Tal abordagem – tomada por si só – não é tão estranha, apesar de sua antiguidade; e você pode encontrar muitos livros atuais, escritos tanto por acadêmicos quanto por amadores, cujo esquema é semelhante. O que é estranho é a forma como Cramer dobra, até triplica o seu empirismo nas partes dois, “Henry David Thoreau”, e três, “Ralph Waldo Emerson”, que são compostos exclusivamente de material-fonte citado por Cramer, dispostos cronologicamente. É como se suas extensas notas de rodapé não fossem suficientes – ele dá ao público seu arquivo não mediado.
Isso faz com que a leitura seja lenta e repetitiva: Cramer irá citar uma fonte na sua primeira parte biográfica (como quando Emerson escreveu sobre a “velha falha de contradição ilimitada” de Thoreau), e depois reproduzir toda a passagem relevante na segunda ou terceira parte (“Henry Thoreau envia-me um artigo com a velha falha de contradição ilimitada”).

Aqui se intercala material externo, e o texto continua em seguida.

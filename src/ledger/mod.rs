//! Job Ledger: the durable list of obligations that must exist after a restart.

mod schema;
mod sqlite_job_ledger;

pub use schema::LEDGER_VERSIONED_SCHEMAS;
pub use sqlite_job_ledger::SqliteJobLedger;

use crate::error::LearnerResult;
use crate::subject::SubjectRef;

/// An obligation reduced to what is needed to rebuild it: variant tag and natural key.
pub type LedgerEntry = SubjectRef;

pub trait JobLedger: Send + Sync {
    fn load(&self) -> LearnerResult<Vec<LedgerEntry>>;

    /// Replaces every stored entry with `entries`. Callers pass the complete set.
    fn save_snapshot(&self, entries: &[LedgerEntry]) -> LearnerResult<()>;

    fn clear(&self) -> LearnerResult<()>;
}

Mas, como eu vim a apreciar, tal lentidão e repetição é o ponto do livro, a sua força; e o movimento sutil que existe vem da paciente sobreposição de fontes de Cramer, uma sobre a outra. É a maré, e como a água que desce, o livro lentamente peneira e ordena e reformula como entendemos cada homem.
Por exemplo, um dos erros mais comuns de Thoreau é que ele era um misantropo que fugiu da sociedade para a natureza por despeito de tudo o que é humano. Mas o que Cramer revela é uma pessoa intensamente consciente de como ele era percebido e como a sua própria intensidade queimava os outros: “Perco os meus amigos”, escreveu Thoreau em 1851, “pelo meu próprio mau tratamento, e pela má valorização deles, pelo seu profanato, pelo seu barateamento”. A amizade, para Thoreau, era extenuante, uma “conjunção de almas”, um “forno brilhante no qual todas as impurezas são consumidas”, um processo que refinou cada pessoa na melhor versão absoluta de si mesmo.

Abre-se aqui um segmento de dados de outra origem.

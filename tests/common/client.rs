//! HTTP client for end-to-end tests
//!
//! Wraps reqwest and signs every request the way the chat platform does.
//! When routes or request formats change, update only this file.

use super::constants::*;
use daily_learner::auth::RequestVerifier;
use reqwest::Response;
use std::time::Duration;

pub const TIMESTAMP_HEADER: &str = "X-Slack-Request-Timestamp";
pub const SIGNATURE_HEADER: &str = "X-Slack-Signature";

pub struct TestClient {
    /// The underlying reqwest client (public for custom requests in tests)
    pub client: reqwest::Client,
    /// The base URL of the test server
    pub base_url: String,
    verifier: RequestVerifier,
}

impl TestClient {
    /// Creates a client signing with the server's secret
    pub fn new(base_url: String) -> Self {
        Self::with_secret(base_url, SIGNING_SECRET)
    }

    /// Creates a client signing with an arbitrary secret
    pub fn with_secret(base_url: String, secret: &str) -> Self {
        let client = reqwest::Client::builder()
            .timeout(Duration::from_secs(REQUEST_TIMEOUT_SECS))
            .build()
            .expect("Failed to build reqwest client");

        Self {
            client,
            base_url,
            verifier: RequestVerifier::new(secret),
        }
    }

    /// POSTs a form body signed with the current time
    pub async fn post_signed(&self, path: &str, body: String) -> Response {
        let timestamp = chrono::Utc::now().timestamp().to_string();
        self.post_signed_at(path, body, &timestamp).await
    }

    pub async fn post_signed_at(&self, path: &str, body: String, timestamp: &str) -> Response {
        let signature = self
            .verifier
            .sign(timestamp, body.as_bytes())
            .expect("Failed to sign request");
        self.client
            .post(format!("{}{}", self.base_url, path))
            .header("Content-Type", "application/x-www-form-urlencoded")
            .header(TIMESTAMP_HEADER, timestamp)
            .header(SIGNATURE_HEADER, signature)
            .body(body)
            .send()
            .await
            .expect("Request failed")
    }

    pub async fn post_unsigned(&self, path: &str, body: String) -> Response {
        self.client
            .post(format!("{}{}", self.base_url, path))
            .header("Content-Type", "application/x-www-form-urlencoded")
            .body(body)
            .send()
            .await
            .expect("Request failed")
    }

    /// Runs a slash command and returns the reply text
    pub async fn command(&self, command: &str, text: &str) -> String {
        let body = format!(
            "command={}&text={}",
            urlencoding::encode(command),
            urlencoding::encode(text)
        );
        let response = self.post_signed("/slack/events", body).await;
        assert_eq!(response.status(), reqwest::StatusCode::OK);
        let json: serde_json::Value = response.json().await.expect("Reply is not JSON");
        assert_eq!(json["response_type"], "in_channel");
        json["text"].as_str().expect("Reply has no text").to_string()
    }

    pub async fn hello(&self) -> Response {
        self.post_signed("/slack/hello", String::new()).await
    }

    pub async fn reset_schedule(&self) -> Response {
        self.post_signed("/slack/reset_schedule", String::new()).await
    }

    pub async fn home(&self) -> serde_json::Value {
        self.client
            .get(format!("{}/", self.base_url))
            .send()
            .await
            .expect("Request failed")
            .json()
            .await
            .expect("Health reply is not JSON")
    }
}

Essas exigências são extenuantes, é claro, e expulsaram as pessoas de Thoreau, o que lhe partiu o coração: “Na verdade, não tenho nenhum amigo. Estou muito distante de todas as pessoas reais – e no entanto a minha experiência de amizade é tão real e envolvente que às vezes me encontro falando em voz alta com o amigo ideal”. Nem eram os bosques, para Thoreau, a antítese da sociedade; “Um amigo não valorizaria a beleza da paisagem tanto quanto um veado ou uma lebre?”, pergunta ele. O que a crônica em camadas de Cramer sugere, embora nunca explicitamente argumente, é que uma amizade purificadora, na qual cada um de nós é o melhor que pode ser, está na raiz da ética ambiental e social de Thoreau, não a natureza selvagem, nem a misantropia, nem mesmo o individualismo. “Para assegurar a saúde”, escreveu Thoreau, “a relação do homem com a Natureza deve aproximar-se muito de uma relação pessoal; ele deve estar consciente de uma amizade nela; quando os amigos humanos falham ou morrem, ela deve ficar na brecha”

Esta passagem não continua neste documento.